Tony Snow got the ball rolling this past week after the House voted contempt citations against former and current employees Harriet Miers and Josh Bolten, when he said this:
"Now we have a situation where there is an attempt to do something that's never been done in American history, which is to assail the concept of executive privilege which hails back to the administration of George Washington...."
He was suggesting that this is some sort of "bedrock" principle. Not true at all. And it is regularly assailed by one side or the other, depending on who is claiming the privilege. Here's a primer for our friends on the Right:
Executive privilege is A/ not in the Constitution, and B/ was only officially acknowledged by the Supreme Court for the first time in 1974 in the case of Nixon's tapes, where the Court recognized "the valid need for protection of communications between high Government officials and those who advise and assist them in the performance of their manifold duties."
Yet the Court ordered Nixon to cough over the tapes anyway, rejecting the notion that the president has an "absolute privilege." The Court stated: "To read the Article II powers of the president as providing an absolute privilege as against a subpoena essential to enforcement of criminal statutes on no more than a generalized claim of the public interest in confidentiality of nonmilitary and nondiplomatic discussions would upset the constitutional balance of 'a workable government' and gravely impair the role of the courts under Article III." Nixon's claim of the privilege was a generalized claim of non-national security confidentiality; his mistake.
As for Bush refusing to let a former staffer, Miers, testify before Congress about the firing of U.S. Attorneys, repubs in the House have what they believe is a sound argument: that there's no criminal statute involved in this matter such as the Court mentioned in the '74 ruling against Nixon; ergo, Bush's claim of the privilege passes muster in the Miers matter.
Not so fast. Remember: that '74 case was the Court's first-ever acknowledgment of the privilege. It took them almost 200 years, and there's been no meaningful clarification since. The reference to a criminal statute in that '74 decision was merely an example of something that could override the newly recognized privilege; it was hardly the end-all or be-all. Beyond that, there are laws re civil service employees, which could make Mier's and Bolten's and Rove's testimony essential to enforcement of any criminal statutes that may have been broken (and the House Judiciary Committee released a 52-page memorandum this week detailing possible criminal violations in this attorney firing matter.)

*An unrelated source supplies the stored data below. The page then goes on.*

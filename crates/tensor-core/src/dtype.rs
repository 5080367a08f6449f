// Copyright (c) 2025 Dimitris Kafetzis
//
// Licensed under the MIT License.
// See LICENSE file in the project root for full license information.
//
// SPDX-License-Identifier: MIT

//! Supported tensor element data types.

/// Enumerates the element types a tensor can hold.
///
/// The engine uses `DType` to size arena slots and to select the numeric
/// path (floating point vs. affine fixed point) inside each kernel.
#[derive(Debug, Clone, Copy, PartialEq, Eq, Hash, serde::Serialize, serde::Deserialize)]
#[serde(rename_all = "lowercase")]
pub enum DType {
    /// 32-bit IEEE 754 floating point.
    F32,
    /// 8-bit unsigned integer (asymmetric quantized activations and weights).
    U8,
    /// 8-bit signed integer (quantized activations, per-axis weights).
    I8,
    /// 16-bit signed integer (symmetric 16-bit fixed point).
    I16,
    /// 32-bit signed integer (biases, shape operands, indices).
    I32,
    /// 64-bit signed integer (shape operands).
    I64,
    /// Boolean stored as one byte.
    Bool,
}

impl DType {
    /// Returns the size of a single element in bytes.
    pub fn size_bytes(self) -> usize {
        match self {
            DType::F32 => 4,
            DType::U8 => 1,
            DType::I8 => 1,
            DType::I16 => 2,
            DType::I32 => 4,
            DType::I64 => 8,
            DType::Bool => 1,
        }
    }

    /// Returns a human-readable label for this data type.
    pub fn as_str(self) -> &'static str {
        match self {
            DType::F32 => "f32",
            DType::U8 => "u8",
            DType::I8 => "i8",
            DType::I16 => "i16",
            DType::I32 => "i32",
            DType::I64 => "i64",
            DType::Bool => "bool",
        }
    }

    /// Parses a dtype from a manifest string (`"float32"`, `"uint8"`, `"i8"`, ...).
    pub fn parse(s: &str) -> Option<Self> {
        match s.to_lowercase().as_str() {
            "f32" | "float32" | "float" => Some(DType::F32),
            "u8" | "uint8" => Some(DType::U8),
            "i8" | "int8" => Some(DType::I8),
            "i16" | "int16" => Some(DType::I16),
            "i32" | "int32" => Some(DType::I32),
            "i64" | "int64" => Some(DType::I64),
            "bool" | "boolean" => Some(DType::Bool),
            _ => None,
        }
    }

    /// Returns `true` for the integer types that carry affine quantization.
    pub fn is_quantized(self) -> bool {
        matches!(self, DType::U8 | DType::I8 | DType::I16)
    }

    /// Returns the representable `[min, max]` range of an integer type.
    ///
    /// Returns `None` for `F32` and `Bool`.
    pub fn integer_range(self) -> Option<(i32, i32)> {
        match self {
            DType::U8 => Some((u8::MIN as i32, u8::MAX as i32)),
            DType::I8 => Some((i8::MIN as i32, i8::MAX as i32)),
            DType::I16 => Some((i16::MIN as i32, i16::MAX as i32)),
            DType::I32 => Some((i32::MIN, i32::MAX)),
            _ => None,
        }
    }
}

impl std::fmt::Display for DType {
    fn fmt(&self, f: &mut std::fmt::Formatter<'_>) -> std::fmt::Result {
        f.write_str(self.as_str())
    }
}

#[cfg(test)]
mod tests {
    use super::*;

    #[test]
    fn test_parse_aliases() {
        assert_eq!(DType::parse("float32"), Some(DType::F32));
        assert_eq!(DType::parse("UINT8"), Some(DType::U8));
        assert_eq!(DType::parse("int16"), Some(DType::I16));
        assert_eq!(DType::parse("complex64"), None);
    }

    #[test]
    fn test_integer_range() {
        assert_eq!(DType::U8.integer_range(), Some((0, 255)));
        assert_eq!(DType::I8.integer_range(), Some((-128, 127)));
        assert_eq!(DType::F32.integer_range(), None);
    }

    #[test]
    fn test_serde_lowercase() {
        let json = serde_json::to_string(&DType::I16).unwrap();
        assert_eq!(json, "\"i16\"");
    }
}
// ── Transposed convolution ─────────────────────────────────────

/// Scatters every `input x filter` product into the output positions it
/// contributes to.
fn transpose_scatter<S>(
    input_dims: &[usize],
    filter_dims: &[usize],
    output_dims: &[usize],
    layout: Layout,
    geo: &ConvGeometry,
    mut scatter: S,
) where
    S: FnMut(usize, usize, usize),
{
    let ie = layout.extent(input_dims);
    let oe = layout.extent(output_dims);
    let (kh, kw, ic_count) = (filter_dims[1], filter_dims[2], filter_dims[3]);
    for b in 0..ie.batch {
        for iy in 0..ie.height {
            for ix in 0..ie.width {
                for ic in 0..ic_count.min(ie.depth) {
                    let in_idx = layout.offset(&ie, b, iy, ix, ic);
                    for ky in 0..kh {
                        let Some(oy) = (iy * geo.stride_h + ky).checked_sub(geo.pad_top) else {
                            continue;
                        };
                        if oy >= oe.height {
                            continue;
                        }
                        for kx in 0..kw {
                            let Some(ox) = (ix * geo.stride_w + kx).checked_sub(geo.pad_left) else {
                                continue;
                            };
                            if ox >= oe.width {
                                continue;
                            }
                            for oc in 0..oe.depth {
                                let f_idx = ((oc * kh + ky) * kw + kx) * ic_count + ic;
                                scatter(in_idx, f_idx, layout.offset(&oe, b, oy, ox, oc));
                            }
                        }
                    }
                }
            }
        }
    }
}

Finally, if Miers didn't want to self-incriminate, she could have pleaded the Fifth to the questions from Congress. That's the right of every American. Ignoring a subpoena is not.
Also, keep in mind that while Cheney's energy task force got to keep its documents secret, executive privilege was not asserted in that matter. (Executive privilege does not -- at present -- extend to the vice president because the Constitution vests the executive power solely in the president. As long as the president is healthy, the veep has no constitutionally assigned executive function. Maybe that's why Cheney asserts that he's his own branch of government?)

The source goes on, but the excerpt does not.